Die DSGVO sieht ihrerseits vor, dass die betroffene Person das Recht hat, von dem Verantwortlichen zu verlangen, dass die sie betreffenden Presonendaten so rasch wie möglich gelöscht werden.
Wir stellen unseren Kunden ein Modul für die Verwaltung des Rechts auf Löschung zur Verfügung. Dieses Modul ist den Administratoren unserer Lösungen vorbehalten und ermöglicht ihnen die Löschung Personendaten, insbesondere von Mitarbeitenden, die nicht mehr im Unternehmen tätig sind.
Weitere Informationen zu diesem Modul
Frage
Brauche ich die Einwilligung der Mitarbeitenden, bevor ich Lucca-Lösungen einsetze?*
Aufgrund des ungleichen Verhältnisses zwischen Arbeitgeber und Arbeitnehmer können die Arbeitnehmer selten frei ihre Einwilligung geben, es sei denn, ihre Annahme oder Verweigerung hat keine negativen Auswirkungen auf ihren Status als Arbeitnehmer.
Ist die Einwilligung des Betroffenen erforderlich, so ist sie nur dann rechtsgültig, wenn der Betroffene seinen Willen in Bezug auf eine oder mehrere bestimmte Behandlungen frei geäussert hat und nachdem er ordnungsgemäss aufgeklärt wurde. Artikel 6 DSG erinnert daran, dass die Einwilligung in drei Fällen ausdrücklich erfolgen muss:
- Wenn es sich um die Bearbeitung von besonders schützenswerten Personendaten handelt
- Wenn es sich um ein Profiling mit hohem Risiko durch eine private Person handelt
- Wenn es sich um ein Profiling durch ein Bundesorgan handelt
Die Einwilligung ist nur einer der in Art. 31 DSG und Art. 6 DSGVO aufgelisteten Rechtfertigungsgründe, um eine rechtmässige Bearbeitung Personendaten zu gewährleisten.

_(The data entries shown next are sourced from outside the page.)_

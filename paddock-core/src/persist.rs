//! # Persistence Helpers
//!
//! Whole-document JSON reads and writes shared by the profile store and the
//! config. Documents are always rewritten in full; there is no patching and
//! no file locking, so the last writer wins.

use anyhow::{Context, Result};
use serde::de::DeserializeOwned;
use serde::Serialize;
use std::fs::{self, File};
use std::io::{Read, Write};
use std::path::Path;

/// Serializes `document` as pretty JSON and overwrites `path`.
///
/// The parent directory is created if missing.
pub fn write_json<T: Serialize>(document: &T, path: &Path) -> Result<()> {
    if let Some(parent) = path.parent() {
        if !parent.as_os_str().is_empty() {
            fs::create_dir_all(parent)
                .with_context(|| format!("creating directory {}", parent.display()))?;
        }
    }
    let json_string =
        serde_json::to_string_pretty(document).context("serializing document")?;
    let mut file =
        File::create(path).with_context(|| format!("creating {}", path.display()))?;
    file.write_all(json_string.as_bytes())
        .with_context(|| format!("writing {}", path.display()))?;
    Ok(())
}

/// Reads `path` and deserializes it as `T`.
pub fn read_json<T: DeserializeOwned>(path: &Path) -> Result<T> {
    let mut file = File::open(path).with_context(|| format!("opening {}", path.display()))?;
    let mut data = String::new();
    file.read_to_string(&mut data)
        .with_context(|| format!("reading {}", path.display()))?;
    let document = serde_json::from_str(&data)
        .with_context(|| format!("parsing {}", path.display()))?;
    Ok(document)
}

Je nachdem, welche Bearbeitungszwecke Sie zuvor festgelegt haben, ist es daher Ihre Aufgabe, einen geeigneten Rechtfertigungsgrund zu bestimmen.
Luccas Verpflichtungen als Verantwortlicher für die Datenbearbeitung
Wir erheben und bearbeiten Personendaten, um unsere Kunden, Lieferanten und potenziellen Kunden zu verwalten und unsere Verträge mit unseren Kunden zu erfüllen.

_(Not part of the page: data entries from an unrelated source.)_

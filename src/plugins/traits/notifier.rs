use async_trait::async_trait;
use chrono::{DateTime, Utc};
use rust_decimal::Decimal;
use serde::{Deserialize, Serialize};

use crate::models::{Alert, AlertKind};

#[derive(Debug, Clone, Serialize, Deserialize)]
pub struct NotificationEvent {
    pub product: ProductInfo,
    pub kind: AlertKind,
    pub price: Decimal,
    pub previous_price: Option<Decimal>,
    pub target_price: Option<Decimal>,
    pub title: String,
    pub message: String,
    pub formatted_new: String,
    pub formatted_old: Option<String>,
    pub difference: Option<String>,
    pub triggered_at: DateTime<Utc>,
}

#[derive(Debug, Clone, Serialize, Deserialize)]
pub struct ProductInfo {
    pub id: String,
    pub name: String,
    pub url: String,
}

impl From<&Alert> for NotificationEvent {
    fn from(alert: &Alert) -> Self {
        let difference = alert.previous_price.map(|previous| {
            let change = alert.price - previous;
            if previous.is_zero() {
                format!("{:+.2}", change)
            } else {
                let percent = change / previous * Decimal::ONE_HUNDRED;
                format!("{:+.2} ({:+.1}%)", change, percent)
            }
        });

        Self {
            product: ProductInfo {
                id: alert.product_id.clone(),
                name: alert.product_name.clone(),
                url: alert.url.clone(),
            },
            kind: alert.kind,
            price: alert.price,
            previous_price: alert.previous_price,
            target_price: alert.target_price,
            title: alert.title(),
            message: alert.message(),
            formatted_new: alert.price.to_string(),
            formatted_old: alert.previous_price.map(|p| p.to_string()),
            difference,
            triggered_at: alert.triggered_at,
        }
    }
}

#[derive(Debug, Clone, Serialize, Deserialize)]
pub struct NotificationResult {
    pub success: bool,
    pub message_id: Option<String>,
    pub error: Option<String>,
}

/// Trait for implementing notification channels (console, e-mail, Discord).
#[async_trait]
pub trait NotifierPlugin: Send + Sync {
    /// Plugin metadata
    fn name(&self) -> &str;
    fn plugin_type(&self) -> &str;
    fn description(&self) -> &str;

    async fn notify(&self, event: &NotificationEvent) -> Result<NotificationResult, Box<dyn std::error::Error + Send + Sync>>;
}
use rust_decimal::Decimal;
use serde::{Deserialize, Serialize};
use sqlx::Row;
use sqlx::sqlite::SqliteRow;
use std::fmt;
use std::str::FromStr;
use uuid::Uuid;

pub mod alert_state;
pub mod notification_log;
pub mod price_history;
pub mod product;

// Re-exports for convenience
pub use alert_state::*;
pub use notification_log::*;
pub use price_history::*;
pub use product::*;

// Common enums used across models. Stored as lowercase TEXT.
#[derive(Debug, Clone, Copy, Serialize, Deserialize, PartialEq, Eq, Hash)]
#[serde(rename_all = "snake_case")]
pub enum AlertKind {
    TargetReached,
    PriceDrop,
}

impl AlertKind {
    pub fn as_str(&self) -> &'static str {
        match self {
            AlertKind::TargetReached => "target_reached",
            AlertKind::PriceDrop => "price_drop",
        }
    }
}

impl fmt::Display for AlertKind {
    fn fmt(&self, f: &mut fmt::Formatter<'_>) -> fmt::Result {
        f.write_str(self.as_str())
    }
}

impl FromStr for AlertKind {
    type Err = String;

    fn from_str(s: &str) -> Result<Self, Self::Err> {
        match s {
            "target_reached" => Ok(AlertKind::TargetReached),
            "price_drop" => Ok(AlertKind::PriceDrop),
            other => Err(format!("unknown alert kind '{}'", other)),
        }
    }
}

#[derive(Debug, Clone, Copy, Serialize, Deserialize, PartialEq, Eq)]
#[serde(rename_all = "lowercase")]
pub enum NotificationStatus {
    Sent,
    Failed,
}

impl NotificationStatus {
    pub fn as_str(&self) -> &'static str {
        match self {
            NotificationStatus::Sent => "sent",
            NotificationStatus::Failed => "failed",
        }
    }
}

impl FromStr for NotificationStatus {
    type Err = String;

    fn from_str(s: &str) -> Result<Self, Self::Err> {
        match s {
            "sent" => Ok(NotificationStatus::Sent),
            "failed" => Ok(NotificationStatus::Failed),
            other => Err(format!("unknown notification status '{}'", other)),
        }
    }
}

/// How a page was retrieved.
#[derive(Debug, Clone, Copy, Serialize, Deserialize, PartialEq, Eq)]
#[serde(rename_all = "lowercase")]
pub enum FetchMethod {
    Http,
    Browser,
}

impl fmt::Display for FetchMethod {
    fn fmt(&self, f: &mut fmt::Formatter<'_>) -> fmt::Result {
        match self {
            FetchMethod::Http => f.write_str("http"),
            FetchMethod::Browser => f.write_str("browser"),
        }
    }
}

// Helper function to generate UUIDs in the format expected by the database
pub fn generate_id() -> String {
    Uuid::new_v4().simple().to_string()
}

/// Decimals are stored as TEXT so they survive the round trip exactly.
pub(crate) fn decimal_column(row: &SqliteRow, column: &str) -> Result<Option<Decimal>, sqlx::Error> {
    let raw: Option<String> = row.try_get(column)?;
    raw.map(|text| {
        Decimal::from_str(&text).map_err(|e| sqlx::Error::ColumnDecode {
            index: column.to_string(),
            source: Box::new(e),
        })
    })
    .transpose()
}

pub(crate) fn required_decimal_column(row: &SqliteRow, column: &str) -> Result<Decimal, sqlx::Error> {
    decimal_column(row, column)?.ok_or_else(|| sqlx::Error::ColumnDecode {
        index: column.to_string(),
        source: format!("NULL in non-null price column '{}'", column).into(),
    })
}

pub(crate) fn parsed_column<T>(row: &SqliteRow, column: &str) -> Result<T, sqlx::Error>
where
    T: FromStr<Err = String>,
{
    let raw: String = row.try_get(column)?;
    raw.parse().map_err(|e: String| sqlx::Error::ColumnDecode {
        index: column.to_string(),
        source: e.into(),
    })
}
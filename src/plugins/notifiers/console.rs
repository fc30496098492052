use async_trait::async_trait;
use tracing::info;

use crate::models::AlertKind;
use crate::plugins::traits::{NotificationEvent, NotificationResult, NotifierPlugin};

/// Prints alerts to the terminal running the tracker.
#[derive(Debug, Default)]
pub struct ConsoleNotifier;

impl ConsoleNotifier {
    pub fn new() -> Self {
        Self
    }

    pub fn format_line(event: &NotificationEvent) -> String {
        let marker = match event.kind {
            AlertKind::TargetReached => "🎯",
            AlertKind::PriceDrop => "📉",
        };
        format!("{} Price Alert: {}\n   {}", marker, event.message, event.product.url)
    }
}

#[async_trait]
impl NotifierPlugin for ConsoleNotifier {
    fn name(&self) -> &str {
        "Console Notifier"
    }

    fn plugin_type(&self) -> &str {
        "console"
    }

    fn description(&self) -> &str {
        "Prints price alerts to standard output"
    }

    async fn notify(&self, event: &NotificationEvent) -> Result<NotificationResult, Box<dyn std::error::Error + Send + Sync>> {
        info!(product = %event.product.id, kind = %event.kind, "{}", event.message);
        println!("{}", Self::format_line(event));

        Ok(NotificationResult {
            success: true,
            message_id: None,
            error: None,
        })
    }
}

Insbesondere verwenden wir bestimmte Personendaten der Administratoren unserer Lösungen (Vor- und Nachname, geschäftliche E-Mail-Adresse, Funktion), um mit ihnen zu kommunizieren und ihnen Wartungs- und Supportleistungen sowie Informationen über Entwicklungen und Neuerungen unserer Lösungen anzubieten.
Wir haben für Administratoren die Möglichkeit vorgesehen, den Erhalt dieser Informationen zu deaktivieren, in diesem Fall besteht jedoch das Risiko, dass sie nicht vollständig über alle Funktionen und/oder Entwicklungen der Lucca-Lösungen informiert werden.
- Wir beschränken die Erhebung von Daten auf die unbedingt notwendigen Daten.
- Wir verwenden die gesammelten Daten nicht für andere Zwecke als die, für die sie gesammelt wurden.
- Wir räumen den Administratoren unserer Lösungen das Recht auf Zugang, Berichtigung oder Löschung ihrer persönlichen Daten ein.
- Wir setzen geeignete technische und organisatorische Massnahmen um, um ein hohes Sicherheitsniveau zu gewährleisten.
Diese Antworten stellen keine Rechtsberatung dar. Wir empfehlen Ihnen, Ihren Rechtsberater zu diesen Themen zu konsultieren.